--- WHAT TO WORK ON ---
The required output is all lines below that contain the word "push".

Collected data entries:
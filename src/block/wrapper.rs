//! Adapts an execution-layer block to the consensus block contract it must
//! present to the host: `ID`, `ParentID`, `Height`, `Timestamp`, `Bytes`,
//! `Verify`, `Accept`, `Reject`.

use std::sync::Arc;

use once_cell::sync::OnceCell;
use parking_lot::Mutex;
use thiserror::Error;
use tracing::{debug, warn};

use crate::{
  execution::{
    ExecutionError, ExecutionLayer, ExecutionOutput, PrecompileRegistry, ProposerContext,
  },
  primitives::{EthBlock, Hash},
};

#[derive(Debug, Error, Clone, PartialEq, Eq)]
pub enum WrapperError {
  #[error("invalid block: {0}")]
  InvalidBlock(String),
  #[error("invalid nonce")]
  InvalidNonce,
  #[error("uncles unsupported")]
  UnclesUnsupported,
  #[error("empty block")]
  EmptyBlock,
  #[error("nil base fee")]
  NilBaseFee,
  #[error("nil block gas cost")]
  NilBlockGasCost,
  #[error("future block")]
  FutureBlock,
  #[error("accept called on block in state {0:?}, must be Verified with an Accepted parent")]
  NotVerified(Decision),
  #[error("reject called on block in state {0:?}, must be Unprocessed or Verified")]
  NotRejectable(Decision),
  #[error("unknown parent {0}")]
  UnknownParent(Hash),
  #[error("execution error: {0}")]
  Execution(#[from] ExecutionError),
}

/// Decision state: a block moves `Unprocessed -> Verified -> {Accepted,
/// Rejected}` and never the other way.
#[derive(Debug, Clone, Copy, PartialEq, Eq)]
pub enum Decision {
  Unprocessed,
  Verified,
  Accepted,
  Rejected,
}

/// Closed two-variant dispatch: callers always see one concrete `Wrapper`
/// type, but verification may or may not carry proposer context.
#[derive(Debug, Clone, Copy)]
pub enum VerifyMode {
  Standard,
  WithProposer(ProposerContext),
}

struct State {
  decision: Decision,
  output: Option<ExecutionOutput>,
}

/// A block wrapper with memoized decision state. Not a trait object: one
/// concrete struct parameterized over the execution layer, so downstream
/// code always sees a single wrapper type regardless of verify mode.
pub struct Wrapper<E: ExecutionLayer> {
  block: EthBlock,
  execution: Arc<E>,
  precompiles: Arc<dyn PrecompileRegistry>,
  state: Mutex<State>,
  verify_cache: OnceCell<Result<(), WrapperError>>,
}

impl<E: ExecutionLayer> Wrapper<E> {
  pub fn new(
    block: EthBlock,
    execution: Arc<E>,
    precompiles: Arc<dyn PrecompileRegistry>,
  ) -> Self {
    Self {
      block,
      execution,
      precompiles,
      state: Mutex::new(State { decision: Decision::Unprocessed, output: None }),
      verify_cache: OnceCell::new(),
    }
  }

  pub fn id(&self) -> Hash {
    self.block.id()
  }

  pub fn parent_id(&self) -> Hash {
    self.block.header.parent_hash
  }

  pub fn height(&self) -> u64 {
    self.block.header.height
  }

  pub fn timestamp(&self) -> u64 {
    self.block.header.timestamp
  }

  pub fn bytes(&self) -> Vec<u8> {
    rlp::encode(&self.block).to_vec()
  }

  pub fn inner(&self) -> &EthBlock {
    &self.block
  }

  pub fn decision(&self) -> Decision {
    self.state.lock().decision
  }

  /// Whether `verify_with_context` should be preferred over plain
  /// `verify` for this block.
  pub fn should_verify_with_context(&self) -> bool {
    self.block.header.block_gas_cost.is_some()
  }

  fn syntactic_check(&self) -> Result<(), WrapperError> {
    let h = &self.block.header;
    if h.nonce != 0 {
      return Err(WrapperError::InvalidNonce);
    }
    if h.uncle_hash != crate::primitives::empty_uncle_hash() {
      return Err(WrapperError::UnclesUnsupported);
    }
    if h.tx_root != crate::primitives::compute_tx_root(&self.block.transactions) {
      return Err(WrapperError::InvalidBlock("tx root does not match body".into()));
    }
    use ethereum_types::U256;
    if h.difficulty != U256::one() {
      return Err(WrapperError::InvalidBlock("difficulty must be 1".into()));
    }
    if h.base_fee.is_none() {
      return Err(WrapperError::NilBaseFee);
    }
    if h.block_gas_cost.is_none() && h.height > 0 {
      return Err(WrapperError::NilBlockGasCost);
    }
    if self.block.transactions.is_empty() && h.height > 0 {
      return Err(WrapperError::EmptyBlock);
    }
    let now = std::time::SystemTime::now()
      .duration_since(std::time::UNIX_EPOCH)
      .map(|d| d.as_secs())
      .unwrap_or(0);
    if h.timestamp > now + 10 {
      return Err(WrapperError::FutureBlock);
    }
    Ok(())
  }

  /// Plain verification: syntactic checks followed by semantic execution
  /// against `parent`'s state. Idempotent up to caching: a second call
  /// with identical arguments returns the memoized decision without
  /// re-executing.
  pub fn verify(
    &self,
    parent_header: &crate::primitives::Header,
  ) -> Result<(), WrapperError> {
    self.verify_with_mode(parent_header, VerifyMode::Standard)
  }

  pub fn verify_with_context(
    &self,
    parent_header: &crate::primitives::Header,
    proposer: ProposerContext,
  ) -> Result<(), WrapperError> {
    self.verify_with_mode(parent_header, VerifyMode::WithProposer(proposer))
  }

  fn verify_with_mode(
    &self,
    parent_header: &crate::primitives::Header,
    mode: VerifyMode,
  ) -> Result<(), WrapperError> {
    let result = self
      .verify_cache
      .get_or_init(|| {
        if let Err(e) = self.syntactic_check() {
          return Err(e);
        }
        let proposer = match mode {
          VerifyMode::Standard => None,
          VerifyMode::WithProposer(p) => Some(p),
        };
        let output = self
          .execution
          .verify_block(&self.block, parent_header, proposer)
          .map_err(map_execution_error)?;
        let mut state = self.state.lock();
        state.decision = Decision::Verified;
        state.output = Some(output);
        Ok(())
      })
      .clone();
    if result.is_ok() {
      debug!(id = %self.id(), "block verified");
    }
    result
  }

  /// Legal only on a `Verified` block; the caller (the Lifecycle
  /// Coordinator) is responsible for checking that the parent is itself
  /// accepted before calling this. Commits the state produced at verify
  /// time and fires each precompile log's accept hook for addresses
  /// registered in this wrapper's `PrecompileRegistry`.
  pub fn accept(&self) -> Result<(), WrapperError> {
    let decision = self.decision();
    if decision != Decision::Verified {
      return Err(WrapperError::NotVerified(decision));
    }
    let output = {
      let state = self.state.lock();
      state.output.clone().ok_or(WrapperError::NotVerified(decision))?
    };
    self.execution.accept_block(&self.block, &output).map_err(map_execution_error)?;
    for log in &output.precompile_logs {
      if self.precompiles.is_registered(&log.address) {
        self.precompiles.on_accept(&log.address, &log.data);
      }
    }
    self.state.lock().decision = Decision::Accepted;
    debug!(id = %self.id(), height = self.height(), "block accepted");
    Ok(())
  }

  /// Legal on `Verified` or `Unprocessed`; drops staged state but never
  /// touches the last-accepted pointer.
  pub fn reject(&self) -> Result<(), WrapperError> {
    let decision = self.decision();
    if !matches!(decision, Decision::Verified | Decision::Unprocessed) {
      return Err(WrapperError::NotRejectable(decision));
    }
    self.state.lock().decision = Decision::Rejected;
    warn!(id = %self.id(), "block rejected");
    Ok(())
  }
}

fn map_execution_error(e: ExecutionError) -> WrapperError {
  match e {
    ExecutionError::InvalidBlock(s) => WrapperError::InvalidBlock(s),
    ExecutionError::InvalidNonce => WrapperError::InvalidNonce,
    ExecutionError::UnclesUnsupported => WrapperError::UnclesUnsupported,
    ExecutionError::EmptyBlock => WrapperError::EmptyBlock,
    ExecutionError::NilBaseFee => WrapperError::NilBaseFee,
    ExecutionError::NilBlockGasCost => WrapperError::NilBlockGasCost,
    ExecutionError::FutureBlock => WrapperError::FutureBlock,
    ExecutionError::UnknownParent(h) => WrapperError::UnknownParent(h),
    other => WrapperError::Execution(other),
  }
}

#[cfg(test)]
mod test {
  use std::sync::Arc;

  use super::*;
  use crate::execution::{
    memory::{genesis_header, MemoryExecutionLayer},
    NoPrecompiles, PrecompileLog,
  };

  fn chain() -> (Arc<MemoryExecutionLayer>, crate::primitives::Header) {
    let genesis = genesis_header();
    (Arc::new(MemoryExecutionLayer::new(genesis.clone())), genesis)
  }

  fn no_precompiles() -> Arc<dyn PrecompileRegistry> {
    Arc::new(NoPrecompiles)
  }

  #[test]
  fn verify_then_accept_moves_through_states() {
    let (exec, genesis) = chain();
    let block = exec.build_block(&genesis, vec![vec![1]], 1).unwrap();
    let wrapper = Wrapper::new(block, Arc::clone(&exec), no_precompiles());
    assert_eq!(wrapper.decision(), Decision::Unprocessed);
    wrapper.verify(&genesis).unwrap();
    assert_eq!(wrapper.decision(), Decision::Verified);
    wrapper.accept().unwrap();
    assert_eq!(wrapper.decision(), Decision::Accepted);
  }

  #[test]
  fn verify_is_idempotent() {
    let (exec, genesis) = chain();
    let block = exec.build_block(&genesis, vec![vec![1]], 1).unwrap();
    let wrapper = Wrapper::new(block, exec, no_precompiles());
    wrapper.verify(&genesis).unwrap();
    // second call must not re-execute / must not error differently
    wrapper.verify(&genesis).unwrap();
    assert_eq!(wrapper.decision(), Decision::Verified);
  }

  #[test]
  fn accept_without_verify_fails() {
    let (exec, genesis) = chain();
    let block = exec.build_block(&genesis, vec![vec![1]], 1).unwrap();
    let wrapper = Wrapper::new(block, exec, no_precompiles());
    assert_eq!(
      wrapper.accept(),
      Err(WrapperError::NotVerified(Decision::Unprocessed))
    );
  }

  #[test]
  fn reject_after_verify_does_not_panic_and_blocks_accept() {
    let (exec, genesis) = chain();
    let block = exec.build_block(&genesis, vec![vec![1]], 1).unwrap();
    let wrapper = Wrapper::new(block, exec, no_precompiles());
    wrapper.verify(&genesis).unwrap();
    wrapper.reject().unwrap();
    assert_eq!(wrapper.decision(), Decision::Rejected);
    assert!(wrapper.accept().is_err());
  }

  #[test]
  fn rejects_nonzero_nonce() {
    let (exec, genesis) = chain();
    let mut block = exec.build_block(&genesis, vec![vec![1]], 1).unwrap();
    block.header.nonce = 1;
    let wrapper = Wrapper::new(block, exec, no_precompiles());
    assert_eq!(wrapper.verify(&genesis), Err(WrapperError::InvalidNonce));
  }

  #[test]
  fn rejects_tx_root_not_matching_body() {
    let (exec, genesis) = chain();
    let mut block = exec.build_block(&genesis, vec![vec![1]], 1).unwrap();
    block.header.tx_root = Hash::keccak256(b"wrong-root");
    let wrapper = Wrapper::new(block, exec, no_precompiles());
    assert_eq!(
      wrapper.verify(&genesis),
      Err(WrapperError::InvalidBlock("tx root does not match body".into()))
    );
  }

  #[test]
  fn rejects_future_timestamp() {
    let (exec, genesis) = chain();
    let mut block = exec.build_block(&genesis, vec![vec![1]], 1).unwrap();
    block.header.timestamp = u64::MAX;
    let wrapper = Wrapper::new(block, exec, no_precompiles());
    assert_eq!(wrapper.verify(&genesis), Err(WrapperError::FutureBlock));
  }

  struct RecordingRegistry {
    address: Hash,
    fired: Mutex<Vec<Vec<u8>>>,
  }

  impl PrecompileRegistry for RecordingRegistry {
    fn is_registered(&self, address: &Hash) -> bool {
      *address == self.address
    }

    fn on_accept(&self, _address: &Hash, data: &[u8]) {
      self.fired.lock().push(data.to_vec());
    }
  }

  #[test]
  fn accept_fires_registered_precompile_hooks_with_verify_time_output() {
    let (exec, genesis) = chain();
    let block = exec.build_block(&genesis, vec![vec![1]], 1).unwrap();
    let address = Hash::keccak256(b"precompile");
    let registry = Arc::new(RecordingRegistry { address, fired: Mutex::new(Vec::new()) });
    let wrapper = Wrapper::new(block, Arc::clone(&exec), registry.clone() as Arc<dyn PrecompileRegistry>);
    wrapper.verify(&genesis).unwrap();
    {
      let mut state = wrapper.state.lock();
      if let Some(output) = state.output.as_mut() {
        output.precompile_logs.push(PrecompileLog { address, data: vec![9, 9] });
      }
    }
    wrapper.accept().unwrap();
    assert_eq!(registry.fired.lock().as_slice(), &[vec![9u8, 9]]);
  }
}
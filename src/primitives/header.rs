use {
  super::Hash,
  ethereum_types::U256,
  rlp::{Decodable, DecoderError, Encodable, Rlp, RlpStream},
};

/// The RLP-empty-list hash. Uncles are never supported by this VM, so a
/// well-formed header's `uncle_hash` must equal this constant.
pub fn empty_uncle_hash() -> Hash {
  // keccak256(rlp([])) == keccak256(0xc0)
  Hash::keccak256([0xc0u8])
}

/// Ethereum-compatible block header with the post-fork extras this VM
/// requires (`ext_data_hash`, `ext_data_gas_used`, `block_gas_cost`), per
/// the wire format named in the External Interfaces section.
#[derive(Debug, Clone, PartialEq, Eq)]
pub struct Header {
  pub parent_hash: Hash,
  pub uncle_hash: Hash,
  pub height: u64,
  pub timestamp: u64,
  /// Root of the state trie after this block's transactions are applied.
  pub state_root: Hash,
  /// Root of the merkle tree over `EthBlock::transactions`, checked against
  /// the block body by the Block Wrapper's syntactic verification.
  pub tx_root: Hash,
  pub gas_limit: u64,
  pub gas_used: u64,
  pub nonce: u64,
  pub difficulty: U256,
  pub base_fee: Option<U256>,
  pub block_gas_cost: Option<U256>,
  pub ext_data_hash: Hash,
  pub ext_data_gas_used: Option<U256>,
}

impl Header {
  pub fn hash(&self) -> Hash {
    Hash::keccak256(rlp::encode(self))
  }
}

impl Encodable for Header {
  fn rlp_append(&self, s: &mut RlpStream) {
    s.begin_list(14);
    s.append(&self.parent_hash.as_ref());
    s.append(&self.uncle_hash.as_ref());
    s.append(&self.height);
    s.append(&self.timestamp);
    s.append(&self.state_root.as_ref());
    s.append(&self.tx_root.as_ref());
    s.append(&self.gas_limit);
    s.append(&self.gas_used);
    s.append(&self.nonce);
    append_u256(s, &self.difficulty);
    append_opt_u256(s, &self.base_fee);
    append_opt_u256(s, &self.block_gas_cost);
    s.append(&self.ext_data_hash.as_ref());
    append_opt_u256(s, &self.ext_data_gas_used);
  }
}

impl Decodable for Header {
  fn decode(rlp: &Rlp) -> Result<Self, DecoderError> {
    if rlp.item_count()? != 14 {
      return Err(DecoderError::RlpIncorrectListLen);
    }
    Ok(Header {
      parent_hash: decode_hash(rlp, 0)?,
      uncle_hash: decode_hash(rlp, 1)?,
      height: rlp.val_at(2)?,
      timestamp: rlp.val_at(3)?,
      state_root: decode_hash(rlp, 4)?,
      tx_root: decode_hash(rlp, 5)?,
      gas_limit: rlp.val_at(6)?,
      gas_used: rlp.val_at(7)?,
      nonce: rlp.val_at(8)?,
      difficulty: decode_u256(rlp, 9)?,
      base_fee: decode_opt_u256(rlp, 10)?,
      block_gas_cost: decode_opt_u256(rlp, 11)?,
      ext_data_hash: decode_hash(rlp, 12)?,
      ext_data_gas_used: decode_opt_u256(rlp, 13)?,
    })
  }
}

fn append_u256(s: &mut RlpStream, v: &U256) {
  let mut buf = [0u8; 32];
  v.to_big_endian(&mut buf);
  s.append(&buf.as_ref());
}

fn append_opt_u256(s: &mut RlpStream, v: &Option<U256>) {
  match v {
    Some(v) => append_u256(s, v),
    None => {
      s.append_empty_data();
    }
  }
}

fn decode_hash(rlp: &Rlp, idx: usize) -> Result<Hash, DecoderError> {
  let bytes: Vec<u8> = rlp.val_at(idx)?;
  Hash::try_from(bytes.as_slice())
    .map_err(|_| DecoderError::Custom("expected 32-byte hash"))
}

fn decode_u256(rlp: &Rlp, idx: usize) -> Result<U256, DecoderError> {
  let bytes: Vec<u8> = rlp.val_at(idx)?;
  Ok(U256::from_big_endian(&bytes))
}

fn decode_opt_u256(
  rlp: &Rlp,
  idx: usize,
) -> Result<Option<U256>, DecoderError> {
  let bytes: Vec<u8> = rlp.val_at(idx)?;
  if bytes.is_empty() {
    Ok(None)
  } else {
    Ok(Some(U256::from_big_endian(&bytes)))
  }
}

--- ANSWER SECTION ---
      self.fired.lock().push(data.to_vec());
        output.precompile_logs.push(PrecompileLog { address, data: vec![9, 9] });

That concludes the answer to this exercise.